Arun Shourie continues with his multi-part analysis of the rot within the BJP in an Op-ed series in the Indian Express (previous posts on Parts 1 & 2).

The fundamental reasonThis is the crucial factor: the decision to reform or not has come to vest in the hands of the very persons who will be finished were the reform to take place — recall the two examples we encountered at the beginning: the civil service that stymies every commission’s recommendations, and the legislators who do not rectify the manifest lacuna in the law which allows those convicted of murder to continue as members. Hence the paradox: the stronger that the leader and his circle appear, the weaker the organisation.

Factions mushroom

As ‘power’ now flows solely from the Leader, factions sprout even within this circle — tiny though it is — around him. All the more so because the only glue now is lucre, pelf. The courtiers are now an ever-changing kaleidoscope of ‘tactical alliances’: three join, get the fourth; then two of the three join and get the first.

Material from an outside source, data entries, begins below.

// Backup, restore and prune over one player directory

use crate::archive::pure::{
    backup_file_name, format_stamp, parse_backup_file_name, parse_stamp, sort_newest_first,
};
use crate::archive::{BackupOutcome, PruneOutcome, RestoreOutcome};
use crate::error::{VaultError, read_dir_checked};
use crate::slots::pure::active_file_name;

use chrono::NaiveDateTime;
use std::collections::HashMap;
use std::fs;
use std::path::{Path, PathBuf};
use std::sync::{Arc, Mutex};

/// Archiving engine over one player's save directory.
///
/// Hotkey dispatch runs on its own thread, so operations against the same
/// slot serialize through a per-slot gate; different slots don't block each
/// other. All file I/O is synchronous and completes before the gate drops.
pub struct Vault {
    player_path: PathBuf,
    slot_gates: Mutex<HashMap<u32, Arc<Mutex<()>>>>,
}

impl Vault {
    pub fn new(player_path: PathBuf) -> Self {
        Vault {
            player_path,
            slot_gates: Mutex::new(HashMap::new()),
        }
    }

    pub fn player_path(&self) -> &Path {
        &self.player_path
    }

    fn gate(&self, index: u32) -> Arc<Mutex<()>> {
        let mut gates = self.slot_gates.lock().unwrap();
        gates.entry(index).or_default().clone()
    }

    /// File names of this slot's backups, newest first.
    fn backup_names(&self, index: u32) -> Result<Vec<String>, VaultError> {
        let mut names = Vec::new();
        for entry in read_dir_checked(&self.player_path)? {
            let entry = entry?;
            let name = entry.file_name();
            let Some(name) = name.to_str() else { continue };
            if parse_backup_file_name(name).is_some_and(|(i, _)| i == index) {
                names.push(name.to_string());
            }
        }
        sort_newest_first(&mut names);
        Ok(names)
    }

    /// Copy the active save to a backup stamped with its modification time.
    ///
    /// An existing backup with the same stamp means this save state is
    /// already captured, so the call is an idempotent no-op. At most one
    /// file is created; the active save is never touched.
    pub fn backup(&self, index: u32) -> Result<BackupOutcome, VaultError> {
        let gate = self.gate(index);
        let _held = gate.lock().unwrap();

        let active = self.player_path.join(active_file_name(index));
        if !active.is_file() {
            return Err(VaultError::SaveNotFound(index));
        }

        let modified = fs::metadata(&active)?.modified()?;
        let dest = self
            .player_path
            .join(backup_file_name(index, &format_stamp(modified)));
        if dest.exists() {
            return Ok(BackupOutcome::AlreadyExists);
        }

        fs::copy(&active, &dest)?;
        log::info!("backed up slot {index} to {}", dest.display());
        Ok(BackupOutcome::Created(dest))
    }

    /// Promote the newest backup to the active save.
    ///
    /// The previous active file is deleted first; the chosen backup is only
    /// copied, never removed.
    pub fn restore(&self, index: u32) -> Result<RestoreOutcome, VaultError> {
        let gate = self.gate(index);
        let _held = gate.lock().unwrap();

        let names = self.backup_names(index)?;
        let Some(newest) = names.first() else {
            return Ok(RestoreOutcome::NoBackups);
        };
        let source = self.player_path.join(newest);

        let active = self.player_path.join(active_file_name(index));
        if active.exists() {
            fs::remove_file(&active)?;
        }
        fs::copy(&source, &active)?;

        log::info!("restored slot {index} from {}", source.display());
        Ok(RestoreOutcome::Restored(source))
    }

    /// Delete every backup of the slot except the newest one.
    /// Retention never goes below one backup. Confirmation is the caller's
    /// job; the engine just deletes.
    pub fn prune(&self, index: u32) -> Result<PruneOutcome, VaultError> {
        let gate = self.gate(index);
        let _held = gate.lock().unwrap();

        let names = self.backup_names(index)?;
        if names.len() <= 1 {
            return Ok(PruneOutcome::Nothing);
        }

        let mut removed = 0;
        for name in &names[1..] {
            fs::remove_file(self.player_path.join(name))?;
            removed += 1;
        }
        log::info!("pruned {removed} backup(s) of slot {index}");
        Ok(PruneOutcome::Pruned(removed))
    }

    /// Backup timestamps for the slot, newest first.
    pub fn list_backups(&self, index: u32) -> Result<Vec<NaiveDateTime>, VaultError> {
        let names = self.backup_names(index)?;
        Ok(names
            .iter()
            .filter_map(|name| parse_backup_file_name(name))
            .filter_map(|(_, stamp)| parse_stamp(stamp))
            .collect())
    }
}
// eframe app glue
// Everything here consumes the engine's public surface; the engine itself
// never talks to egui.

use crate::archive::{BackupOutcome, PruneOutcome, RestoreOutcome, Vault};
use crate::config::{VaultConfig, save_cfg};
use crate::error::VaultError;
use crate::hotkeys::{HotkeyAction, HotkeyKey};
use crate::session::Session;
use crate::slots::{SaveSlot, list_player_folders, scan_slots};
use crate::status::{StatusLevel, StatusNote};
use crate::util;

use chrono::NaiveDateTime;
use eframe::egui;
use std::path::PathBuf;
use std::sync::Arc;
use std::sync::mpsc;
use std::time::Duration;

pub struct VaultApp {
    options: VaultConfig,
    session: Arc<Session>,
    status_rx: mpsc::Receiver<StatusNote>,

    base_path: PathBuf,
    players: Vec<String>,
    selected_player: Option<usize>,

    slots: Vec<SaveSlot>,
    selected_slot: Option<usize>,
    backups: Vec<NaiveDateTime>,

    infotext: String,
    info_is_error: bool,
}

impl VaultApp {
    pub fn new(
        base_path: PathBuf,
        options: VaultConfig,
        session: Arc<Session>,
        status_rx: mpsc::Receiver<StatusNote>,
    ) -> Self {
        let players = list_player_folders(&base_path).unwrap_or_default();

        let mut app = VaultApp {
            options,
            session,
            status_rx,
            base_path,
            players,
            selected_player: None,
            slots: Vec::new(),
            selected_slot: None,
            backups: Vec::new(),
            infotext: String::new(),
            info_is_error: false,
        };

        let start = app
            .options
            .last_player
            .clone()
            .and_then(|name| app.players.iter().position(|p| p == &name))
            .or(if app.players.is_empty() { None } else { Some(0) });
        match start {
            Some(i) => app.select_player(i),
            None => app.show_error("No player folders found."),
        }
        app
    }

    fn show_info(&mut self, message: &str) {
        self.infotext = message.to_string();
        self.info_is_error = false;
    }

    fn show_error(&mut self, message: &str) {
        log::warn!("{message}");
        self.infotext = message.to_string();
        self.info_is_error = true;
    }

    fn target(&self) -> Option<(Arc<Vault>, u32)> {
        let vault = self.session.current_vault()?;
        let index = self.session.selected_slot()?;
        Some((vault, index))
    }

    fn current_slot_index(&self) -> Option<u32> {
        self.selected_slot
            .and_then(|p| self.slots.get(p))
            .map(|s| s.index)
    }

    fn select_player(&mut self, i: usize) {
        let Some(name) = self.players.get(i).cloned() else {
            return;
        };
        let path = self.base_path.join(&name);
        if !path.is_dir() {
            self.show_error(&format!("Folder {} not found.", path.display()));
            self.reload_players();
            return;
        }

        self.selected_player = Some(i);
        self.session.set_vault(Some(Arc::new(Vault::new(path))));
        self.options.last_player = Some(name);
        self.persist_options();
        self.refresh_slots();
    }

    fn reload_players(&mut self) {
        self.players = list_player_folders(&self.base_path).unwrap_or_default();
        self.selected_player = None;
        self.session.set_vault(None);
        self.slots.clear();
        self.selected_slot = None;
        self.backups.clear();
    }

    fn refresh_slots(&mut self) {
        let Some(vault) = self.session.current_vault() else {
            return;
        };
        let keep = self.current_slot_index();
        match scan_slots(vault.player_path()) {
            Ok(slots) => {
                self.slots = slots;
                let pos = keep
                    .and_then(|index| self.slots.iter().position(|s| s.index == index))
                    .or(if self.slots.is_empty() { None } else { Some(0) });
                self.set_selected_slot(pos);
            }
            Err(e) => {
                self.slots.clear();
                self.set_selected_slot(None);
                self.show_error(&e.to_string());
            }
        }
    }

    fn set_selected_slot(&mut self, pos: Option<usize>) {
        self.selected_slot = pos;
        self.session
            .select_slot(pos.map(|p| self.slots[p].index));
        self.refresh_backups();
    }

    fn refresh_backups(&mut self) {
        self.backups.clear();
        let Some((vault, index)) = self.target() else {
            return;
        };
        match vault.list_backups(index) {
            Ok(backups) => self.backups = backups,
            Err(e) => self.show_error(&e.to_string()),
        }
    }

    fn persist_options(&mut self) {
        if let Err(e) = save_cfg(&self.options) {
            self.show_error(&format!("Failed to save settings: {e}"));
        }
    }

    fn apply_bindings(&mut self) {
        self.session
            .set_binding(HotkeyAction::Backup, self.options.backup_hotkey);
        self.session
            .set_binding(HotkeyAction::Restore, self.options.restore_hotkey);
        self.persist_options();
    }

    fn report_error(&mut self, e: VaultError) {
        let rescan = e.needs_rescan();
        self.show_error(&e.to_string());
        if rescan {
            self.refresh_slots();
        }
    }

    fn do_backup(&mut self) {
        let Some((vault, index)) = self.target() else {
            return;
        };
        match vault.backup(index) {
            Ok(BackupOutcome::Created(_)) => self.show_info("Backup created."),
            Ok(BackupOutcome::AlreadyExists) => self.show_info("Save is already backed up."),
            Err(e) => self.report_error(e),
        }
        self.refresh_backups();
    }

    fn do_restore(&mut self) {
        let Some((vault, index)) = self.target() else {
            return;
        };
        match vault.restore(index) {
            Ok(RestoreOutcome::Restored(_)) => self.show_info("Save restored."),
            Ok(RestoreOutcome::NoBackups) => {
                self.show_info("There are no backups for this slot.")
            }
            Err(e) => self.report_error(e),
        }
        self.refresh_backups();
    }

    fn confirm_and_prune(&mut self) {
        let Some((vault, index)) = self.target() else {
            return;
        };
        let others = self.backups.len().saturating_sub(1);
        if others == 0 {
            self.show_info("No other backups exist.");
            return;
        }
        if !util::yesno(
            "Confirm",
            &format!("Are you sure to delete {others} backup file(s)?"),
        ) {
            return;
        }
        match vault.prune(index) {
            Ok(PruneOutcome::Pruned(n)) => {
                self.show_info(&format!("Deleted {n} backup file(s)."))
            }
            Ok(PruneOutcome::Nothing) => self.show_info("No other backups exist."),
            Err(e) => self.report_error(e),
        }
        self.refresh_backups();
    }

    /// Pull in results of hotkey-invoked actions from the key-source thread.
    fn drain_status(&mut self) {
        let mut refreshed = false;
        while let Ok(note) = self.status_rx.try_recv() {
            match note.level {
                StatusLevel::Info => self.show_info(&note.text),
                StatusLevel::Error => self.show_error(&note.text),
            }
            refreshed = true;
        }
        if refreshed {
            // a hotkey action may have changed the file set
            self.refresh_slots();
        }
    }

    fn draw_selectors(&mut self, ui: &mut egui::Ui) {
        let mut pick_player = None;
        ui.horizontal(|ui| {
            ui.label("Player:");
            let current = self
                .selected_player
                .and_then(|i| self.players.get(i))
                .cloned()
                .unwrap_or_else(|| "-".to_string());
            egui::ComboBox::from_id_salt("player")
                .selected_text(current)
                .show_ui(ui, |ui| {
                    for (i, name) in self.players.iter().enumerate() {
                        if ui
                            .selectable_label(self.selected_player == Some(i), name)
                            .clicked()
                        {
                            pick_player = Some(i);
                        }
                    }
                });
        });
        if let Some(i) = pick_player {
            self.select_player(i);
        }

        let mut pick_slot = None;
        ui.horizontal(|ui| {
            ui.label("Save slot:");
            let current = self
                .selected_slot
                .and_then(|p| self.slots.get(p))
                .map(|s| s.display_name())
                .unwrap_or_else(|| "-".to_string());
            egui::ComboBox::from_id_salt("slot")
                .selected_text(current)
                .show_ui(ui, |ui| {
                    for (p, slot) in self.slots.iter().enumerate() {
                        if ui
                            .selectable_label(self.selected_slot == Some(p), slot.display_name())
                            .clicked()
                        {
                            pick_slot = Some(p);
                        }
                    }
                });
        });
        if let Some(p) = pick_slot {
            self.set_selected_slot(Some(p));
        }
    }

    fn draw_actions(&mut self, ui: &mut egui::Ui) {
        enum Pending {
            Backup,
            Restore,
            Prune,
            OpenFolder,
        }

        let has_slot = self.current_slot_index().is_some();
        let mut pending = None;
        ui.horizontal(|ui| {
            if ui.add_enabled(has_slot, egui::Button::new("Backup")).clicked() {
                pending = Some(Pending::Backup);
            }
            if ui.add_enabled(has_slot, egui::Button::new("Restore")).clicked() {
                pending = Some(Pending::Restore);
            }
            if ui.add_enabled(has_slot, egui::Button::new("Prune")).clicked() {
                pending = Some(Pending::Prune);
            }
            if ui.button("Open Folder").clicked() {
                pending = Some(Pending::OpenFolder);
            }
        });
        match pending {
            Some(Pending::Backup) => self.do_backup(),
            Some(Pending::Restore) => self.do_restore(),
            Some(Pending::Prune) => self.confirm_and_prune(),
            Some(Pending::OpenFolder) => {
                if let Some(vault) = self.session.current_vault() {
                    util::open_folder(vault.player_path());
                }
            }
            None => {}
        }
    }

    fn draw_backup_list(&mut self, ui: &mut egui::Ui) {
        ui.label(format!("Backups ({})", self.backups.len()));
        egui::ScrollArea::vertical()
            .max_height(180.0)
            .show(ui, |ui| {
                if self.backups.is_empty() {
                    ui.weak("No backups yet.");
                }
                for stamp in &self.backups {
                    ui.label(stamp.format("%Y/%m/%d %H:%M:%S").to_string());
                }
            });
    }

    fn draw_hotkey_options(&mut self, ui: &mut egui::Ui) {
        let mut changed = false;
        ui.horizontal(|ui| {
            ui.label("Backup hotkey:");
            egui::ComboBox::from_id_salt("backup_key")
                .selected_text(self.options.backup_hotkey.name())
                .show_ui(ui, |ui| {
                    for key in HotkeyKey::ALL {
                        if ui
                            .selectable_label(self.options.backup_hotkey == key, key.name())
                            .clicked()
                        {
                            self.options.set_hotkey(HotkeyAction::Backup, key);
                            changed = true;
                        }
                    }
                });
            ui.label("Restore hotkey:");
            egui::ComboBox::from_id_salt("restore_key")
                .selected_text(self.options.restore_hotkey.name())
                .show_ui(ui, |ui| {
                    for key in HotkeyKey::ALL {
                        if ui
                            .selectable_label(self.options.restore_hotkey == key, key.name())
                            .clicked()
                        {
                            self.options.set_hotkey(HotkeyAction::Restore, key);
                            changed = true;
                        }
                    }
                });
        });
        if changed {
            self.apply_bindings();
        }
    }
}

impl eframe::App for VaultApp {
    fn update(&mut self, ctx: &egui::Context, _frame: &mut eframe::Frame) {
        self.drain_status();

        egui::TopBottomPanel::bottom("status_bar").show(ctx, |ui| {
            let color = if self.info_is_error {
                egui::Color32::RED
            } else {
                ui.visuals().text_color()
            };
            ui.colored_label(color, &self.infotext);
        });

        egui::CentralPanel::default().show(ctx, |ui| {
            ui.heading("Across the Obelisk save vault");
            ui.add_space(6.0);
            self.draw_selectors(ui);
            ui.separator();
            self.draw_actions(ui);
            ui.separator();
            self.draw_backup_list(ui);
            ui.separator();
            self.draw_hotkey_options(ui);
        });

        // hotkey results arrive from another thread; keep polling
        ctx.request_repaint_after(Duration::from_millis(200));
    }
}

To each, the nearest neighbour is the greatest enemy. At every turn, each of the sudden allies prides himself on being clever, he preens himself on being successful. In fact, even as they succeed against each other, they are undermining the esteem of the people and the workers of the party itself for the circle as well as the leader who presides over it.

The leader frowns, but inwardly foments the factions; at the least, he does not scotch them. As each subaltern jostles to be closer to him, he feels important, indeed he feels indispensable — “They are not yet mature enough to manage on their own.” He preens himself as arbiter, as the dispenser of favour and frown.

But the jostling, the ever-shifting alliances and ruptures among the courtiers break through the curtains of the court. Three consequences follow. The character of the leader is soon evident to all: that he is the one who is fomenting factions, that he is the one who is playing favourites. Second, the courtiers defame each other successively: soon enough, people know enough about each of them to believe the worst of all of them. Third, both because the leader has been seen for what he is and because each of the subalterns has shown himself to be but a schemer and plotter, the whole — the so-called party — loses the esteem of the people.

As factions fight, as subalterns spread stories about each other, the leader moans, “The party was never like this… When we began, we toiled without any expectation at all that we would ever be in power. We just toiled. Today, everyone expects rewards, office, perks. The simplicity of our leader of the time, his utter selflessness, his humility…And this business of factions, and backbiting — it was unheard of.”

Each time he invokes that distant leader, he reminds the listeners how far he has himself come from that sainted person. He reminds listeners how, under his direct stewardship, the party has been converted from being a crusade to becoming an instrument for his aggrandisement and that of his chosen handful.

The slide accelerates

Cleverness in the leader produces cunning and deviousness among his henchmen. Cleverness, cunning, deviousness at the top produce feigned loyalty among followers. The followers stick to the party only in the expectation that their chance to grab the goodies will also come one day. But as the party suffers successive defeats, that prospect recedes. Seeing that this is not the vehicle to lucre that they had imagined, the followers lose enthusiasm. Chunks break away. To other parties — where, of course, the same sequence is in progress.

That the same sequence is being enacted in other parties makes it that much more difficult to arrest it in this party. The rival party is fielding a criminal. Only a more audacious, a more resourceful criminal can defeat him. As winning the requisite numbers is all, those who urge that tickets be given only to persons of integrity and competence are easily shoved aside as unpractical ‘idealists’ — in the very party that had been founded and nurtured by idealists, the word becomes a pejorative.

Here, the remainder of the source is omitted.